In the most outstanding pairing, black-and-white photos of model Zolene, the artists switched roles in this way. Boisen’s contribution is a simple, straightforward, and understated portrait of the model with her eyes serenely closed. Jaffe on the other hand dressed Zolene in a boxer’s gloves and robe over what appears to be a black silk teddy. This image, reminiscent of Robert Mapplethorpe’s photos of Lisa Lyon, is my pick for best of show. This is the same model whose image had lured me to the “Still (In) Motion” exhibit, co-curated by Jaffe at Frisbie St. She is gorgeous, sultry, and pouting, her eyes a little sad or, perhaps, seriously focused on the proverbial prize. She could rock your world, and she could totally kick your ass. Jaffe manages to show the dichotomy in the subject within a single photo.
I’m a little bit of everything
all rolled into one.
I’m a bitch, I’m a lover
I’m a child, I’m a mother
I’m a sinner, I’m a saint
I do not feel ashamed.
- Meredith Brooks, “Bitch”
Occasionally both photographers took a nearly identical approach with a model. For example, their provocative portraits of Tom have him wild haired and naked but for a pair of fishnet stockings, looking for all the world like Iggy Pop. (He was at the opening and seemed like a regular guy who’s just a really good sport.) One photo was black-and-white, the other in color, one crisp, the other artfully blurred, but both essentially captured the same side of the coin. The pairing would have been more interesting if one was contrasted with something more subtle or demure, as in Jan Saudek’s “With My Third Daughter from the Second Marriage” (1987) where the diptychs’ power derives from the counterpoint of the individuals taking turns being clothed, but seemingly unaware of their varying state of undress.

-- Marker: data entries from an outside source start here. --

//! pgBouncer connection pooler commands.

use anyhow::Result;
use clap::{Args, Subcommand};
use pgo_msgs::pgbouncer::{
    CreatePgbouncerRequest, DeletePgbouncerRequest, PgbouncerDetail, PgbouncerResources,
    PgbouncerUpdateDetail, ShowPgbouncerRequest, UpdatePgbouncerRequest,
};
use tabled::Tabled;

use crate::api;
use crate::output::{or_dash, print_table, print_warning};
use crate::session::Session;

use super::{print_lines, render, ClusterTargetArgs, CommandContext};

/// pgBouncer commands.
#[derive(Debug, Args)]
pub struct PgbouncerCommand {
    #[command(subcommand)]
    command: PgbouncerSubcommand,
}

#[derive(Debug, Subcommand)]
enum PgbouncerSubcommand {
    /// Add pgBouncer to clusters.
    Create(CreateArgs),

    /// Remove pgBouncer from clusters.
    Delete(DeleteArgs),

    /// Show pgBouncer details of clusters.
    Show(ShowArgs),

    /// Resize pgBouncer or rotate its password.
    Update(UpdateArgs),
}

#[derive(Debug, Clone, Default, Args)]
struct ResourceArgs {
    /// Millicores of CPU to request.
    #[arg(long)]
    cpu: Option<String>,

    /// Millicores of CPU to limit to.
    #[arg(long)]
    cpu_limit: Option<String>,

    /// Memory to request, e.g. 128Mi.
    #[arg(long)]
    memory: Option<String>,

    /// Memory to limit to.
    #[arg(long)]
    memory_limit: Option<String>,

    /// Number of pgBouncer pods; the server default applies when unset.
    #[arg(long, value_parser = clap::value_parser!(i32).range(1..))]
    replicas: Option<i32>,
}

impl From<ResourceArgs> for PgbouncerResources {
    fn from(args: ResourceArgs) -> Self {
        Self {
            cpu_request: args.cpu.unwrap_or_default(),
            cpu_limit: args.cpu_limit.unwrap_or_default(),
            memory_request: args.memory.unwrap_or_default(),
            memory_limit: args.memory_limit.unwrap_or_default(),
            replicas: args.replicas.unwrap_or_default(),
        }
    }
}

#[derive(Debug, Args)]
struct CreateArgs {
    #[command(flatten)]
    target: ClusterTargetArgs,

    #[command(flatten)]
    resources: ResourceArgs,
}

#[derive(Debug, Args)]
struct DeleteArgs {
    #[command(flatten)]
    target: ClusterTargetArgs,

    /// Also remove the pgbouncer user and the objects it owns.
    #[arg(long)]
    uninstall: bool,
}

#[derive(Debug, Args)]
struct ShowArgs {
    #[command(flatten)]
    target: ClusterTargetArgs,
}

#[derive(Debug, Args)]
struct UpdateArgs {
    #[command(flatten)]
    target: ClusterTargetArgs,

    #[command(flatten)]
    resources: ResourceArgs,

    /// Rotate the pgBouncer service account password.
    #[arg(long)]
    rotate_password: bool,
}

impl PgbouncerCommand {
    pub async fn run(self, ctx: &CommandContext, session: &Session) -> Result<()> {
        let namespace = ctx.require_namespace()?;
        match self.command {
            PgbouncerSubcommand::Create(args) => {
                let request = CreatePgbouncerRequest {
                    addressing: args.target.addressing(&namespace)?,
                    resources: args.resources.into(),
                };
                let envelope = api::pgbouncer::create(session, &request).await?;
                render(ctx.format, &envelope, |result| print_lines(&result.results))?;
            }
            PgbouncerSubcommand::Delete(args) => {
                let request = DeletePgbouncerRequest {
                    addressing: args.target.addressing(&namespace)?,
                    uninstall: args.uninstall,
                };
                let envelope = api::pgbouncer::delete(session, &request).await?;
                render(ctx.format, &envelope, |result| print_lines(&result.results))?;
            }
            PgbouncerSubcommand::Show(args) => {
                let request = ShowPgbouncerRequest {
                    selection: args.target.addressing(&namespace)?.into(),
                };
                let envelope = api::pgbouncer::show(session, &request).await?;
                render(ctx.format, &envelope, |result| {
                    let rows: Vec<PgbouncerRow> =
                        result.results.iter().map(PgbouncerRow::from).collect();
                    print_table(&rows);
                })?;
            }
            PgbouncerSubcommand::Update(args) => {
                let request = UpdatePgbouncerRequest {
                    selection: args.target.addressing(&namespace)?.into(),
                    resources: args.resources.into(),
                    rotate_password: args.rotate_password,
                };
                let envelope = api::pgbouncer::update(session, &request).await?;
                render(ctx.format, &envelope, |result| print_updates(&result.results))?;
            }
        }
        Ok(())
    }
}

#[derive(Debug, Clone, Tabled)]
struct PgbouncerRow {
    #[tabled(rename = "Cluster")]
    cluster: String,
    #[tabled(rename = "Service")]
    service: String,
    #[tabled(rename = "Username")]
    username: String,
    #[tabled(rename = "Password")]
    password: String,
    #[tabled(rename = "Cluster IP")]
    cluster_ip: String,
    #[tabled(rename = "External IP")]
    external_ip: String,
}

impl From<&PgbouncerDetail> for PgbouncerRow {
    fn from(detail: &PgbouncerDetail) -> Self {
        if !detail.has_pgbouncer {
            return Self {
                cluster: detail.cluster_name.clone(),
                service: "(not enabled)".to_string(),
                username: "-".to_string(),
                password: "-".to_string(),
                cluster_ip: "-".to_string(),
                external_ip: "-".to_string(),
            };
        }
        Self {
            cluster: detail.cluster_name.clone(),
            service: or_dash(&detail.service_name),
            username: or_dash(&detail.username),
            password: or_dash(&detail.password),
            cluster_ip: or_dash(&detail.service_cluster_ip),
            external_ip: or_dash(&detail.service_external_ip),
        }
    }
}

fn print_updates(details: &[PgbouncerUpdateDetail]) {
    for detail in details {
        if detail.error {
            print_warning(&format!("{}: {}", detail.cluster_name, detail.error_message));
        } else if !detail.has_pgbouncer {
            println!("{}: pgBouncer is not enabled", detail.cluster_name);
        } else {
            println!("{}: pgBouncer updated", detail.cluster_name);
        }
    }
}
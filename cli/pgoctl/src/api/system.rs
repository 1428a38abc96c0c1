use pgo_msgs::system::{StatusResult, VersionResult};
use pgo_msgs::CLIENT_VERSION;

use super::ApiResult;
use crate::executor::Call;
use crate::session::Session;

pub async fn version(session: &Session) -> ApiResult<VersionResult> {
    let call = Call::get("/version").query("version", CLIENT_VERSION);
    session.execute(call).await
}

pub async fn status(session: &Session, namespace: &str) -> ApiResult<StatusResult> {
    let call = Call::get("/status")
        .query("version", CLIENT_VERSION)
        .query("namespace", namespace);
    session.execute(call).await
}
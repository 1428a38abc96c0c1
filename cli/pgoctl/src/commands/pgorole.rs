//! API server role commands.

use anyhow::Result;
use clap::{Args, Subcommand};
use pgo_msgs::access::{PgoroleInfo, PgoroleRequest, PgoroleSpec};
use pgo_msgs::Addressing;
use tabled::Tabled;

use crate::api;
use crate::output::{or_dash, print_table};
use crate::session::Session;

use super::{print_lines, render, CommandContext, TargetArgs};

/// pgo role commands.
#[derive(Debug, Args)]
pub struct PgoroleCommand {
    #[command(subcommand)]
    command: PgoroleSubcommand,
}

#[derive(Debug, Subcommand)]
enum PgoroleSubcommand {
    /// Show pgo roles.
    Show(TargetOnlyArgs),

    /// Create a pgo role.
    Create(SpecArgs),

    /// Delete pgo roles.
    Delete(TargetOnlyArgs),

    /// Replace a pgo role's permissions.
    Update(SpecArgs),
}

#[derive(Debug, Args)]
struct TargetOnlyArgs {
    #[command(flatten)]
    target: TargetArgs,
}

#[derive(Debug, Args)]
struct SpecArgs {
    /// Role name.
    name: String,

    /// Comma-separated permissions, e.g. ShowCluster,CreateBackup.
    #[arg(long, required = true)]
    permissions: String,
}

impl PgoroleCommand {
    pub async fn run(self, ctx: &CommandContext, session: &Session) -> Result<()> {
        let namespace = ctx.resolve_namespace().unwrap_or_default();
        match self.command {
            PgoroleSubcommand::Show(args) => {
                let request = PgoroleRequest {
                    addressing: args.target.single(&namespace)?,
                };
                let envelope = api::access::show_pgoroles(session, &request).await?;
                render(ctx.format, &envelope, |result| {
                    let rows: Vec<PgoroleRow> =
                        result.roles.iter().map(PgoroleRow::from).collect();
                    print_table(&rows);
                })?;
            }
            PgoroleSubcommand::Create(args) => {
                let envelope = api::access::create_pgorole(session, &args.into_spec(&namespace)).await?;
                render(ctx.format, &envelope, |result| print_lines(&result.results))?;
            }
            PgoroleSubcommand::Delete(args) => {
                let request = PgoroleRequest {
                    addressing: args.target.single(&namespace)?,
                };
                let envelope = api::access::delete_pgoroles(session, &request).await?;
                render(ctx.format, &envelope, |result| print_lines(&result.results))?;
            }
            PgoroleSubcommand::Update(args) => {
                let envelope = api::access::update_pgorole(session, &args.into_spec(&namespace)).await?;
                render(ctx.format, &envelope, |result| print_lines(&result.results))?;
            }
        }
        Ok(())
    }
}

impl SpecArgs {
    fn into_spec(self, namespace: &str) -> PgoroleSpec {
        PgoroleSpec {
            addressing: Addressing::new(namespace).with_names([self.name]),
            permissions: self.permissions,
        }
    }
}

#[derive(Debug, Clone, Tabled)]
struct PgoroleRow {
    #[tabled(rename = "Role")]
    name: String,
    #[tabled(rename = "Permissions")]
    permissions: String,
}

impl From<&PgoroleInfo> for PgoroleRow {
    fn from(info: &PgoroleInfo) -> Self {
        Self {
            name: info.name.clone(),
            permissions: or_dash(&info.permissions),
        }
    }
}
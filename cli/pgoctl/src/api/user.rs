//! PostgreSQL users inside the addressed clusters.

use pgo_msgs::user::{
    CreateUserRequest, DeleteUserRequest, ShowUserRequest, UpdateUserRequest, UserResult,
};

use super::{post, ApiResult};
use crate::session::Session;

pub async fn show(session: &Session, request: &ShowUserRequest) -> ApiResult<UserResult> {
    post(session, "/usershow", request).await
}

pub async fn create(session: &Session, request: &CreateUserRequest) -> ApiResult<UserResult> {
    post(session, "/usercreate", request).await
}

pub async fn delete(session: &Session, request: &DeleteUserRequest) -> ApiResult<UserResult> {
    post(session, "/userdelete", request).await
}

pub async fn update(session: &Session, request: &UpdateUserRequest) -> ApiResult<UserResult> {
    post(session, "/userupdate", request).await
}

It is more intriguing when the artists see the same model through radically different perspectives and follow disparate approaches. A standout diptych is the photos of Martyn Jacques. In both, the model is wearing identical clown makeup, but that is where the similarity between the portraits ends. In Boisen’s photo, Jacques has donned dirty clothes and sports an accordion. Pointing off camera, he smiles maniacally, with an overall effect that would make John Waters proud. In Jaffe’s portrait, Jacques has traded his accordion for a tie and suspenders. Leaning into the camera and jabbing his finger at the viewer instead, he is all business, a no-nonsense interrogator, an unnerving cross between Dennis Franz and John Wayne Gacy.
There are some individual standouts, where the diptych did not necessarily succeed in expressing diversity but one of the photos merits particular attention. One of these is Boisen’s photo of Jessik. The model’s image appears to have been warped by a fun-house mirror. But unlike their photos of Stephanie Laursen, where the model’s eyes were stretched and reflected in similar fashion, here it does not seem like a gimmick; the composition is interesting, the colors bold and luminous, and the model–while recognizable as beautiful–has been transmogrified into an eerie likeness of Dali’s “Soft Construction with Boiled Beans (Premonition of Civil War)” (1936).

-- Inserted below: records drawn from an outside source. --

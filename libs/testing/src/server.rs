use std::io;
use std::net::SocketAddr;
use std::sync::atomic::{AtomicU64, Ordering};
use std::sync::{Arc, Mutex};

use rustls::pki_types::{CertificateDer, PrivateKeyDer, PrivatePkcs8KeyDer};
use rustls::server::WebPkiClientVerifier;
use tokio::io::{AsyncRead, AsyncReadExt, AsyncWrite, AsyncWriteExt};
use tokio::net::TcpListener;
use tokio::sync::oneshot;
use tokio_rustls::TlsAcceptor;

use crate::init_crypto_provider;
use crate::pki::{ServerIdentity, TestPki};

/// The status and JSON body returned for every request.
#[derive(Debug, Clone)]
pub struct StubResponse {
    pub status: u16,
    pub body: String,
}

impl StubResponse {
    pub fn json(status: u16, body: impl Into<String>) -> Self {
        Self {
            status,
            body: body.into(),
        }
    }
}

/// One request as the stub saw it.
#[derive(Debug, Clone)]
pub struct RecordedRequest {
    pub method: String,
    pub path: String,
    pub headers: Vec<(String, String)>,
    pub body: Vec<u8>,
}

impl RecordedRequest {
    /// First header named `name`, compared case-insensitively.
    pub fn header(&self, name: &str) -> Option<&str> {
        self.headers
            .iter()
            .find(|(key, _)| key.eq_ignore_ascii_case(name))
            .map(|(_, value)| value.as_str())
    }
}

/// HTTP/1.1 over mutual TLS, answering every request with a fixed response.
pub struct MtlsStubServer {
    pub addr: SocketAddr,
    connections: Arc<AtomicU64>,
    handshakes: Arc<AtomicU64>,
    failed_handshakes: Arc<AtomicU64>,
    requests: Arc<Mutex<Vec<RecordedRequest>>>,
    shutdown_tx: Option<oneshot::Sender<()>>,
}

impl MtlsStubServer {
    /// Spawn on 127.0.0.1 with `identity`, trusting client certificates
    /// issued by `pki`'s CA.
    pub async fn spawn(
        pki: &TestPki,
        identity: ServerIdentity,
        response: StubResponse,
    ) -> io::Result<Self> {
        init_crypto_provider();

        // Trust roots come from the same PEM bundle handed to the client.
        let mut roots = rustls::RootCertStore::empty();
        let ca_pem = pki.ca_cert_pem();
        for cert in rustls_pemfile::certs(&mut ca_pem.as_bytes()) {
            roots.add(cert?).map_err(io::Error::other)?;
        }
        let verifier = WebPkiClientVerifier::builder(Arc::new(roots))
            .build()
            .map_err(io::Error::other)?;

        let certs = vec![CertificateDer::from(identity.cert_der)];
        let key = PrivateKeyDer::Pkcs8(PrivatePkcs8KeyDer::from(identity.key_der));

        let mut config = rustls::ServerConfig::builder()
            .with_client_cert_verifier(verifier)
            .with_single_cert(certs, key)
            .map_err(io::Error::other)?;
        config.alpn_protocols = vec![b"http/1.1".to_vec()];

        let acceptor = TlsAcceptor::from(Arc::new(config));
        let listener = TcpListener::bind("127.0.0.1:0").await?;
        let addr = listener.local_addr()?;

        let (shutdown_tx, mut shutdown_rx) = oneshot::channel();
        let connections = Arc::new(AtomicU64::new(0));
        let handshakes = Arc::new(AtomicU64::new(0));
        let failed_handshakes = Arc::new(AtomicU64::new(0));
        let requests = Arc::new(Mutex::new(Vec::new()));

        let conn_clone = Arc::clone(&connections);
        let ok_clone = Arc::clone(&handshakes);
        let failed_clone = Arc::clone(&failed_handshakes);
        let requests_clone = Arc::clone(&requests);

        tokio::spawn(async move {
            loop {
                tokio::select! {
                    accept_result = listener.accept() => {
                        match accept_result {
                            Ok((stream, _)) => {
                                conn_clone.fetch_add(1, Ordering::Relaxed);
                                let acceptor = acceptor.clone();
                                let handshakes = Arc::clone(&ok_clone);
                                let failed = Arc::clone(&failed_clone);
                                let requests = Arc::clone(&requests_clone);
                                let response = response.clone();
                                tokio::spawn(async move {
                                    match acceptor.accept(stream).await {
                                        Ok(tls_stream) => {
                                            handshakes.fetch_add(1, Ordering::Relaxed);
                                            let _ = serve(tls_stream, &requests, &response).await;
                                        }
                                        Err(_) => {
                                            failed.fetch_add(1, Ordering::Relaxed);
                                        }
                                    }
                                });
                            }
                            Err(_) => break,
                        }
                    }
                    _ = &mut shutdown_rx => break,
                }
            }
        });

        Ok(Self {
            addr,
            connections,
            handshakes,
            failed_handshakes,
            requests,
            shutdown_tx: Some(shutdown_tx),
        })
    }

    /// `https://127.0.0.1:<port>`
    pub fn base_url(&self) -> String {
        format!("https://{}", self.addr)
    }

    pub fn connection_count(&self) -> u64 {
        self.connections.load(Ordering::Relaxed)
    }

    /// Completed TLS handshakes.
    pub fn handshake_count(&self) -> u64 {
        self.handshakes.load(Ordering::Relaxed)
    }

    /// Connections whose TLS handshake failed, on either side.
    pub fn failed_handshake_count(&self) -> u64 {
        self.failed_handshakes.load(Ordering::Relaxed)
    }

    pub fn requests(&self) -> Vec<RecordedRequest> {
        match self.requests.lock() {
            Ok(guard) => guard.clone(),
            Err(poisoned) => poisoned.into_inner().clone(),
        }
    }
}

impl Drop for MtlsStubServer {
    fn drop(&mut self) {
        if let Some(tx) = self.shutdown_tx.take() {
            let _ = tx.send(());
        }
    }
}

async fn serve<S>(
    mut stream: S,
    requests: &Mutex<Vec<RecordedRequest>>,
    response: &StubResponse,
) -> io::Result<()>
where
    S: AsyncRead + AsyncWrite + Unpin,
{
    let mut buf = Vec::new();
    while let Some(request) = read_request(&mut stream, &mut buf).await? {
        if let Ok(mut guard) = requests.lock() {
            guard.push(request);
        }
        let raw = format!(
            "HTTP/1.1 {} {}\r\ncontent-type: application/json\r\ncontent-length: {}\r\n\r\n{}",
            response.status,
            reason(response.status),
            response.body.len(),
            response.body
        );
        stream.write_all(raw.as_bytes()).await?;
        stream.flush().await?;
    }
    Ok(())
}

/// Read one request, keeping any bytes past it in `buf`. `None` on a clean
/// close between requests.
async fn read_request<S>(stream: &mut S, buf: &mut Vec<u8>) -> io::Result<Option<RecordedRequest>>
where
    S: AsyncRead + Unpin,
{
    let mut chunk = [0u8; 4096];
    loop {
        if let Some(head_end) = find_head_end(buf) {
            let head = String::from_utf8_lossy(&buf[..head_end]).into_owned();
            let mut lines = head.split("\r\n");
            let mut request_line = lines.next().unwrap_or_default().split_whitespace();
            let method = request_line.next().unwrap_or_default().to_string();
            let path = request_line.next().unwrap_or_default().to_string();

            let headers: Vec<(String, String)> = lines
                .filter_map(|line| line.split_once(':'))
                .map(|(key, value)| (key.trim().to_string(), value.trim().to_string()))
                .collect();
            let content_length = headers
                .iter()
                .find(|(key, _)| key.eq_ignore_ascii_case("content-length"))
                .and_then(|(_, value)| value.parse::<usize>().ok())
                .unwrap_or(0);

            let total = head_end + 4 + content_length;
            while buf.len() < total {
                let n = stream.read(&mut chunk).await?;
                if n == 0 {
                    return Err(io::ErrorKind::UnexpectedEof.into());
                }
                buf.extend_from_slice(&chunk[..n]);
            }
            let body = buf[head_end + 4..total].to_vec();
            buf.drain(..total);

            return Ok(Some(RecordedRequest {
                method,
                path,
                headers,
                body,
            }));
        }

        let n = stream.read(&mut chunk).await?;
        if n == 0 {
            return Ok(None);
        }
        buf.extend_from_slice(&chunk[..n]);
    }
}

fn find_head_end(buf: &[u8]) -> Option<usize> {
    buf.windows(4).position(|window| window == b"\r\n\r\n")
}

fn reason(status: u16) -> &'static str {
    match status {
        200 => "OK",
        400 => "Bad Request",
        401 => "Unauthorized",
        403 => "Forbidden",
        404 => "Not Found",
        500 => "Internal Server Error",
        _ => "Unknown",
    }
}

#[cfg(test)]
mod tests {
    use super::*;

    #[tokio::test]
    async fn parses_request_with_body_and_keeps_remainder() {
        let raw = b"POST /clusters HTTP/1.1\r\nHost: x\r\nContent-Length: 2\r\n\r\n{}GET /version HTTP/1.1\r\n\r\n";
        let mut reader = &raw[..];
        let mut buf = Vec::new();

        let first = read_request(&mut reader, &mut buf).await.unwrap().unwrap();
        assert_eq!(first.method, "POST");
        assert_eq!(first.path, "/clusters");
        assert_eq!(first.body, b"{}");
        assert_eq!(first.header("content-length"), Some("2"));

        let second = read_request(&mut reader, &mut buf).await.unwrap().unwrap();
        assert_eq!(second.method, "GET");
        assert!(second.body.is_empty());

        assert!(read_request(&mut reader, &mut buf).await.unwrap().is_none());
    }
}
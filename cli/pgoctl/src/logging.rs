//! Diagnostic logging to stderr.
//!
//! stdout carries command output only. The default level is `warn`;
//! `--debug` raises this crate to `debug`, and `RUST_LOG` overrides both.

use tracing_subscriber::{layer::SubscriberExt, util::SubscriberInitExt, EnvFilter};

/// Filter used when `RUST_LOG` is unset.
pub fn default_directive(debug: bool) -> &'static str {
    if debug {
        "warn,pgoctl=debug"
    } else {
        "warn"
    }
}

pub fn init(debug: bool) {
    tracing_subscriber::registry()
        .with(EnvFilter::try_from_default_env().unwrap_or_else(|_| default_directive(debug).into()))
        .with(
            tracing_subscriber::fmt::layer()
                .with_writer(std::io::stderr)
                .with_target(false),
        )
        .init();
}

Another individual achievement is Jaffe’s portrait of Clementine Shaughnessy, which she also exhibited in “Still (In) Motion” under the title “Taggert.” Her eyes closed, palms pressed together at her lips, one gets the impression of intruding upon a private moment. As I wrote of that show, her photos “consistently but ambiguously convey their subjects’ emotional intensity. What are they feeling? Bliss? Passion? Pain?”
What are they feeling? What are we feeling? Bliss? Passion? Pain? Yes, we are.
These 13×19 archival prints are modestly priced at $100 each unframed, and $160 framed. Pricing for the diptychs is available upon inquiry. “Seeing Double” runs through April 4th at Rooz Cafe, 1918 Park Blvd, Oakland.